> **Task instructions**: Set down exactly each line of the entries below, beginning at the one that contains "FieldSubType::Json | FieldSubType::Uuid" and ending at the last, and no others.

> **Listed entries**:
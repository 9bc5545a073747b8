use std::fmt::{Display, Formatter};

/// Attribute field types.
#[derive(Clone, Copy, Debug, PartialEq, Eq, Hash)]
pub enum FieldType {
    Integer,
    IntegerList,
    Real,
    RealList,
    String,
    StringList,
    Binary,
    Date,
    Time,
    DateTime,
    Integer64,
    Integer64List,
}

impl FieldType {
    pub fn name(&self) -> &'static str {
        match self {
            FieldType::Integer => "Integer",
            FieldType::IntegerList => "IntegerList",
            FieldType::Real => "Real",
            FieldType::RealList => "RealList",
            FieldType::String => "String",
            FieldType::StringList => "StringList",
            FieldType::Binary => "Binary",
            FieldType::Date => "Date",
            FieldType::Time => "Time",
            FieldType::DateTime => "DateTime",
            FieldType::Integer64 => "Integer64",
            FieldType::Integer64List => "Integer64List",
        }
    }

    pub fn is_list(&self) -> bool {
        matches!(
            self,
            FieldType::IntegerList
                | FieldType::RealList
                | FieldType::StringList
                | FieldType::Integer64List
        )
    }
}

impl Display for FieldType {
    fn fmt(&self, f: &mut Formatter<'_>) -> std::fmt::Result {
        f.write_str(self.name())
    }
}

/// Refinement of a [`FieldType`].
#[derive(Clone, Copy, Debug, Default, PartialEq, Eq, Hash)]
pub enum FieldSubType {
    #[default]
    None,
    Boolean,
    Int16,
    Float32,
    Json,
    Uuid,
}

impl FieldSubType {
    pub fn name(&self) -> &'static str {
        match self {
            FieldSubType::None => "None",
            FieldSubType::Boolean => "Boolean",
            FieldSubType::Int16 => "Int16",
            FieldSubType::Float32 => "Float32",
            FieldSubType::Json => "JSON",
            FieldSubType::Uuid => "UUID",
        }
    }

    /// Whether this subtype may refine `field_type`.
    pub fn is_compatible_with(&self, field_type: FieldType) -> bool {
        match self {
            FieldSubType::None => true,
            FieldSubType::Boolean | FieldSubType::Int16 => matches!(
                field_type,
                FieldType::Integer | FieldType::IntegerList
            ) || (*self == FieldSubType::Boolean
                && matches!(field_type, FieldType::Integer64 | FieldType::Integer64List)),
            FieldSubType::Float32 => matches!(field_type, FieldType::Real | FieldType::RealList),
            FieldSubType::Json | FieldSubType::Uuid => field_type == FieldType::String,
        }
    }
}

/// Text alignment of a field.
#[derive(Clone, Copy, Debug, Default, PartialEq, Eq, Hash)]
pub enum Justification {
    #[default]
    Undefined,
    Left,
    Right,
}

/// Geometry types of geometry fields.
#[derive(Clone, Copy, Debug, Default, PartialEq, Eq, Hash)]
pub enum GeometryType {
    #[default]
    Unknown,
    Point,
    LineString,
    Polygon,
    MultiPoint,
    MultiLineString,
    MultiPolygon,
    GeometryCollection,
    /// Layers without geometry.
    None,
}

impl GeometryType {
    pub fn name(&self) -> &'static str {
        match self {
            GeometryType::Unknown => "Unknown (any)",
            GeometryType::Point => "Point",
            GeometryType::LineString => "Line String",
            GeometryType::Polygon => "Polygon",
            GeometryType::MultiPoint => "Multi Point",
            GeometryType::MultiLineString => "Multi Line String",
            GeometryType::MultiPolygon => "Multi Polygon",
            GeometryType::GeometryCollection => "Geometry Collection",
            GeometryType::None => "None",
        }
    }
}

impl Display for GeometryType {
    fn fmt(&self, f: &mut Formatter<'_>) -> std::fmt::Result {
        f.write_str(self.name())
    }
}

> **Task response**:
            FieldSubType::Json | FieldSubType::Uuid => field_type == FieldType::String,
        }
    }
}

/// Text alignment of a field.
#[derive(Clone, Copy, Debug, Default, PartialEq, Eq, Hash)]
pub enum Justification {
    #[default]
    Undefined,
    Left,
    Right,
}

/// Geometry types of geometry fields.
#[derive(Clone, Copy, Debug, Default, PartialEq, Eq, Hash)]
pub enum GeometryType {
    #[default]
    Unknown,
    Point,
    LineString,
    Polygon,
    MultiPoint,
    MultiLineString,
    MultiPolygon,
    GeometryCollection,
    /// Layers without geometry.
    None,
}

impl GeometryType {
    pub fn name(&self) -> &'static str {
        match self {
            GeometryType::Unknown => "Unknown (any)",
            GeometryType::Point => "Point",
            GeometryType::LineString => "Line String",
            GeometryType::Polygon => "Polygon",
            GeometryType::MultiPoint => "Multi Point",
            GeometryType::MultiLineString => "Multi Line String",
            GeometryType::MultiPolygon => "Multi Polygon",
            GeometryType::GeometryCollection => "Geometry Collection",
            GeometryType::None => "None",
        }
    }
}

impl Display for GeometryType {
    fn fmt(&self, f: &mut Formatter<'_>) -> std::fmt::Result {
        f.write_str(self.name())
    }
}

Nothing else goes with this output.